Inputs to Cost-Effectiveness Analysis
Hourly Prices and Energy Savings Best practice cost-effectiveness modeling begins with hourly prices and hourly energy savings from the
specific measures/technologies considered and correlates both of these to weather. In turn, this allows
the model to capture and apply appropriate values to low-probability, high-consequence weather
events. This captures a more accurate view of the efficiency measure’s value compared to other supply
options. Additionally, completing the analysis requires several inputs, as summarized below.
The foundation of the hourly price analysis used for the study derives from an analysis of historic hourly
price data, matched with hourly weather to measure the price-to-weather covariance. The analysis can
measure the overall variation and portion attributable to weather, arriving at a normal weather price
distribution. Price variation results from several uncertain variables, including weather. Using over
30 years of weather data along with a relationship developed from two years of actual price and
weather data, allows the analysis to measure the full range of possible outcomes, reported in the
DSMore results as Minimum, Todays (expected), and Maximum test ratios.

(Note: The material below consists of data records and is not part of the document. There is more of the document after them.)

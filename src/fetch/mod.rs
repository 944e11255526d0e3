//! Progressive fetching of image regions.
//!
//! - [`ProgressiveFetchRequest`]: per-region state machine walking through
//!   quality thresholds
//! - [`Requester`]: issues fetches; [`ScheduledRequester`] runs them on the
//!   priority scheduler with channels as the pooled resource
//! - [`QualityLayerTracker`]: databin listener turning writes into
//!   [`FetchEvent::QualityLayerReached`]

mod events;
mod request;
mod requester;
mod scheduled;
mod tracker;

pub use events::{
    event_channel, ChannelHandle, FetchEvent, FetchEventReceiver, FetchEventSender, RequestHandle,
};
pub use request::{ContinueOutcome, FetchStatus, ProgressiveFetchRequest, RequestCallbacks};
pub use requester::Requester;
pub use scheduled::{
    FetchJob, OutgoingRequest, ScheduledRequester, Transport, DEFAULT_FETCH_PRIORITY,
};
pub use tracker::{LayerProgress, QualityLayerTracker};
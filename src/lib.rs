//! Sublayer - Layered Affirmation Audio Generator
//!
//! Sublayer turns affirmation text into a single audio track made of many
//! overlaid speech layers, each with its own volume and playback speed.
//!
//! # Architecture
//!
//! - `speech`: text to speech through an external engine
//! - `dsp`: per-layer effects (gain, speed-up) and mixing
//! - `compose`: manual and automatic layer stacks
//! - `playback`: one background playback thread with stop and loop
//! - `app` / `gui`: window state and the egui front end
//! - `cli`: headless rendering and playback

pub mod app;
pub mod cli;
pub mod compose;
pub mod config;
pub mod dsp;
pub mod engine;
pub mod error;
pub mod gui;
pub mod playback;
pub mod speech;

pub use error::{Result, SublayerError};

Program-Related Inputs The model’s program inputs include participation rates, incentives paid, measure load savings, measure
life, implementation costs, administrative costs including free rider incentives, and incremental costs to
the participant. These inputs come from the EM&V activities that the EM&V project team supplied to
Integral Analytics for cost-effectiveness analysis. The Evaluation Team applied measured kWh savings to
the appropriate hours for the customer, based on load curves for the customer group most likely to
install the measure. For example, the Team used the commercial load curve for commercial measures
and may have used various commercial load curves, depending on the measure type and size installed.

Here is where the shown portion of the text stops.